色んな人の思いが、インターネットには迸っているからである。
いわゆるダンスミュージック的な側面とは違った電子音楽、しかも割と繊細な質感なものが多い。
と言う風に述べておくの無難だろうか。
中にはMassive Attackなどのトリップホップをエレクトロニカに含めることに抵抗を覚える人も多いようだ。
しかし、英語圏のエレクトロニカはもっと範囲が広い。
トリップホップだって含めるしChemical BrothersやMobyだって含める。
もう、全然違う。
つまり、日本のエレクトロニカは英語圏の文化からの受給に大きく依存しつつ、本場とは大きく異なる概念・文化を形成している。とも言える。
そして、そのいびつさはもっと自覚されるべきだと思う。
(以上の情報についての情報源はこちら)
http://citeseerx.ist.psu.edu/viewdoc/download?doi=10.1.1.885.3110&rep=rep1&type=pdf
http://subsol.c3.hu/subsol_2/contributors3/casconetext.html
以上は、大事ではあるが余談だった。
本題に入る。
あー……、と思ってしまったのは、
影響を受けやすいコミュニティとしてのエレクトロニカは、日本のエレクトロニカにも結構当てはまるというファーストインプレッションを受けたからだ(あくまでもファーストインプレッション)
そういう印象がすっと脳裏をよぎってしまったわけだ。
で、もっと最悪なのは、そのあと「ああ、でもこれをエレクトロニカでくくって考えるのはフェアじゃないな」
という言葉が浮かんだことだ。
日本語圏で垂れ流される思想や言葉、だいたいなこんな感じじゃない?
あっちに流され、こっちに流され、自分の都合の良い情報だけで精緻な箱庭を創りあげ、何かを論じているようで自分を守っているだけ。
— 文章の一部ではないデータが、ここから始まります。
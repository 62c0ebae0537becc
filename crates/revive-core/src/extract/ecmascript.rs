//! Lexical rules for JavaScript and TypeScript sources.
//!
//! | rule          | matches                                                    | captures  |
//! |---------------|------------------------------------------------------------|-----------|
//! | `es.function` | `function <name>`                                          | `<name>`  |
//! |               | `const\|let\|var <name> = function`                        | `<name>`  |
//! |               | `const\|let\|var <name> = (<params>) =>`                   | `<name>`  |
//! | `es.class`    | `class <name>`                                             | `<name>`  |
//!
//! Not captured: methods, arrow functions assigned to object properties
//! (`obj.run = () => {}`), arrows with an unparenthesized parameter
//! (`const f = x => x`), `async` arrows and typed bindings
//! (`const f: Fn = () => {}`). Matches inside strings and comments count.
//!
//! Imports come from the [`ImportLexer`] collaborator rather than a pattern.

use std::sync::LazyLock;

use regex::Regex;

use crate::lexer::ImportLexer;
use crate::types::FileMetrics;

static FUNCTION_RULE: LazyLock<Regex> = LazyLock::new(|| {
    Regex::new(
        r"(?:function\s+([a-zA-Z_$][a-zA-Z0-9_$]*)|(?:const|let|var)\s+([a-zA-Z_$][a-zA-Z0-9_$]*)\s*=\s*(?:function|\([^)]*\)\s*=>))",
    )
    .expect("es.function pattern is valid")
});

static CLASS_RULE: LazyLock<Regex> = LazyLock::new(|| {
    Regex::new(r"class\s+([a-zA-Z_$][a-zA-Z0-9_$]*)").expect("es.class pattern is valid")
});

/// HTTP server frameworks and client libraries.
const API_MARKERS: &[&str] = &["express", "fetch", "axios"];

/// ORMs and database drivers.
const DATABASE_MARKERS: &[&str] = &["mongoose", "sequelize", "prisma"];

pub(crate) fn extract(
    file_name: &str,
    content: &str,
    lexer: &dyn ImportLexer,
    metrics: &mut FileMetrics,
) {
    metrics.functions = FUNCTION_RULE
        .captures_iter(content)
        .filter_map(|caps| caps.get(1).or_else(|| caps.get(2)))
        .map(|m| m.as_str().to_string())
        .collect();
    metrics.classes = CLASS_RULE
        .captures_iter(content)
        .filter_map(|caps| caps.get(1))
        .map(|m| m.as_str().to_string())
        .collect();

    metrics.imports = match lexer.lex_imports(file_name, content) {
        Ok(specifiers) => specifiers.into_iter().filter(|s| !s.is_empty()).collect(),
        Err(e) => {
            tracing::warn!(file = file_name, error = %e, "failed to lex imports");
            Vec::new()
        }
    };

    metrics.has_api = API_MARKERS.iter().any(|m| content.contains(m));
    metrics.has_database = DATABASE_MARKERS.iter().any(|m| content.contains(m));
}

#[cfg(test)]
mod tests {
    use super::*;
    use crate::lexer::{ImportLexError, NoImports};

    struct Specifiers(Vec<&'static str>);

    impl ImportLexer for Specifiers {
        fn lex_imports(&self, _: &str, _: &str) -> Result<Vec<String>, ImportLexError> {
            Ok(self.0.iter().map(|s| s.to_string()).collect())
        }
    }

    struct Broken;

    impl ImportLexer for Broken {
        fn lex_imports(&self, _: &str, _: &str) -> Result<Vec<String>, ImportLexError> {
            Err(ImportLexError::Unavailable("grammar missing".to_string()))
        }
    }

    fn run(content: &str) -> FileMetrics {
        let mut metrics = FileMetrics::default();
        extract("index.js", content, &NoImports, &mut metrics);
        metrics
    }

    #[test]
    fn test_function_forms() {
        let content = r#"
function handler(req, res) {}
const load = function () {};
let save = (user, opts) => {};
var $init = () => null;
export async function boot() {}
"#;
        assert_eq!(
            run(content).functions,
            vec!["handler", "load", "save", "$init", "boot"]
        );
    }

    #[test]
    fn test_uncaptured_function_forms() {
        let content = r#"
api.get = () => {};
const double = x => x * 2;
const typed: Handler = () => {};
class Service { run() {} }
"#;
        assert!(run(content).functions.is_empty());
    }

    #[test]
    fn test_classes() {
        let content = "class UserService {}\nexport default class App extends Component {}";
        assert_eq!(run(content).classes, vec!["UserService", "App"]);
    }

    #[test]
    fn test_imports_from_lexer_drop_empty_specifiers() {
        let mut metrics = FileMetrics::default();
        let lexer = Specifiers(vec!["express", "", "./routes"]);
        extract("server.ts", "", &lexer, &mut metrics);
        assert_eq!(metrics.imports, vec!["express", "./routes"]);
    }

    #[test]
    fn test_lexer_error_yields_empty_imports() {
        let mut metrics = FileMetrics::default();
        extract("app.js", "const x = fetch('/api');", &Broken, &mut metrics);
        assert!(metrics.imports.is_empty());
        assert!(metrics.has_api);
    }

    #[test]
    fn test_api_markers() {
        assert!(run("const app = express();").has_api);
        assert!(run("await fetch(url)").has_api);
        assert!(run("import axios from 'axios'").has_api);
        assert!(!run("console.log('hi')").has_api);
    }

    #[test]
    fn test_database_markers() {
        assert!(run("mongoose.connect(uri)").has_database);
        assert!(run("new Sequelize(); sequelize.sync()").has_database);
        assert!(run("const prisma = new PrismaClient()").has_database);
        assert!(!run("const db = {}").has_database);
    }
}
そして、簡単に(自分にとって都合の良い)周りに流されていく。
自分の頭で考えるってことがどういう意味なのかを、捉え切れていない。
さらに問題なのが自分が周りに流される大衆という事実を認識できず、「自分は分かっている側」「自分は正しい側」という変な選民思想がこびりついていること。
(しかも、「正しい側」としての振る舞いと実際の振る舞いに生じている矛盾に全く気付いてなかったり)
自己評価と客観的な実力に、齟齬が生じている。
これは、その事実を指摘してあげられる社会構造が存在しないことに罪があるとは思うけど。
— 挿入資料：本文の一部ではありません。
use crate::rules;
use crate::scoring;
use crate::stage;
use crate::types::{AggregateMetrics, AnalysisResult, LanguageTag, ProjectStage, SourceFile};

/// Most frequent effective language among `files`; ties go to the tag seen
/// first. An empty list reports [`LanguageTag::Unknown`].
pub fn main_technology(files: &[SourceFile]) -> LanguageTag {
    let mut counts: Vec<(LanguageTag, usize)> = Vec::new();
    for file in files {
        let tag = file.language();
        match counts.iter_mut().find(|(t, _)| *t == tag) {
            Some((_, n)) => *n += 1,
            None => counts.push((tag, 1)),
        }
    }

    // Only a strictly larger count replaces the leader, so ties keep the earlier tag.
    counts
        .into_iter()
        .fold(None, |best: Option<(LanguageTag, usize)>, (tag, count)| match best {
            Some((_, leader)) if leader >= count => best,
            _ => Some((tag, count)),
        })
        .map(|(tag, _)| tag)
        .unwrap_or(LanguageTag::Unknown)
}

/// One-paragraph description of the project.
pub fn summarize(
    main_technology: LanguageTag,
    metrics: &AggregateMetrics,
    stage: ProjectStage,
) -> String {
    let api = if metrics.has_api { "includes" } else { "lacks" };
    let database = if metrics.has_database { "has" } else { "needs" };
    format!(
        "This {main_technology} project contains {} functions and {} classes. \
         It {api} API implementation and {database} database integration. \
         The project appears to be in the {stage} stage.",
        metrics.functions.len(),
        metrics.classes.len(),
    )
}

/// Assemble the result record from the aggregate.
pub fn compose(files: &[SourceFile], metrics: &AggregateMetrics) -> AnalysisResult {
    let findings = rules::evaluate(metrics);
    let project_score = scoring::calculate_score(metrics);
    let project_stage = stage::classify_stage(metrics);
    let main_technology = main_technology(files);

    AnalysisResult {
        summary: summarize(main_technology, metrics, project_stage),
        abandonment_reasons: findings.abandonment_reasons,
        missing_components: findings.missing_components,
        reboot_steps: findings.reboot_steps,
        suggested_technologies: findings.suggested_technologies,
        project_score,
        main_technology,
        project_stage,
        detected_frameworks: metrics.frameworks.clone(),
        has_frontend: metrics.has_frontend,
        documentation_insights: metrics.documentation_insights.clone(),
    }
}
SNSの功罪の「罪」のほうだろう。自分に都合の良い情報が欲しがり、その結果どんどん思想が歪んでしまう。
(都合の良い情報というのは単純化された事実で、そういう需要がある以上それを満たす商品が世に回って、それがさらに思想の先鋭化を招き……なんて側面もある)
で、エレクトロニカに限らず日本語で世に出る思想にはそんな傾向が顕著なわけで。
あと、エレクトロニカに限らず音楽に関しては、そのジャンルの権威の意見に流されやすい傾向がある。
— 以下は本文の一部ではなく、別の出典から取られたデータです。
use rayon::prelude::*;

use crate::aggregate::aggregate;
use crate::compose::compose;
use crate::extract;
use crate::lexer::ImportLexer;
use crate::types::{AggregateMetrics, AnalysisResult, FileMetrics, SourceFile};

/// Extract every file in parallel. The output is in input order regardless of
/// which extraction finishes first.
pub fn extract_all(files: &[SourceFile], lexer: &dyn ImportLexer) -> Vec<FileMetrics> {
    files
        .par_iter()
        .map(|file| extract::extract(file, lexer))
        .collect()
}

/// Extract and aggregate without composing a report.
pub fn collect_metrics(files: &[SourceFile], lexer: &dyn ImportLexer) -> AggregateMetrics {
    aggregate(&extract_all(files, lexer))
}

/// Analyze a project's files and produce the full result.
///
/// Pure with respect to its inputs: the same file list and lexer always give
/// the same result.
pub fn analyze_project(files: &[SourceFile], lexer: &dyn ImportLexer) -> AnalysisResult {
    let metrics = collect_metrics(files, lexer);
    tracing::debug!(
        files = files.len(),
        functions = metrics.functions.len(),
        classes = metrics.classes.len(),
        imports = metrics.imports.len(),
        "aggregated project metrics"
    );
    compose(files, &metrics)
}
これは、個人的には事実をゆがめる考え方に他ならないように感じるのだけど……。
だいたいインタビューとかで、一人の人間が絶対に真実のみを話すわけでもないしょう。
普通に生きてりゃ誰だってごまかしたいこととか、反発したいこととかあるでしょう。
怒りや悲しみや先入観に捕らわれて、考え方が歪になってしまうほうが普通でしょう?
まあ、ミュージシャンが絶対唯一の神というなら話は別だけど。
など書いてて思った。
権威に流されやすい人たちにとっては、その権威は自分にとってご利益がありそうな神様を見繕って神棚に飾っているようなモノかもしれないね。
でもさ、モノゴトって複雑すぎるほと複雑なんだ。
細野晴臣はエレクトロニカを「商業主義に絶対に乗らない音楽」と評してるけど、
UCLAの教授はエレクトロニカがアンダーグラウンド精神を胸に秘めつつも商業化と共に発展していく過程(その過程を音楽の進化・劣化ではなく受容する社会側の変化と結び付けて論じているのは、さすが。ま、社会学だし)を抉出した論文を出してたり、
しかも、日本語圏と英語圏ではエレクトロニカの意味はかなり異なってる。
さて、エレクトロニカとは一体何なのでしょう?
自分は正しいと思いながら、自分に都合よく流されているだけ。
そんなコミュニティに囲まれながら生きて、老いて、死なねばならない。
でも、どうにか楽しく笑っていたいものです。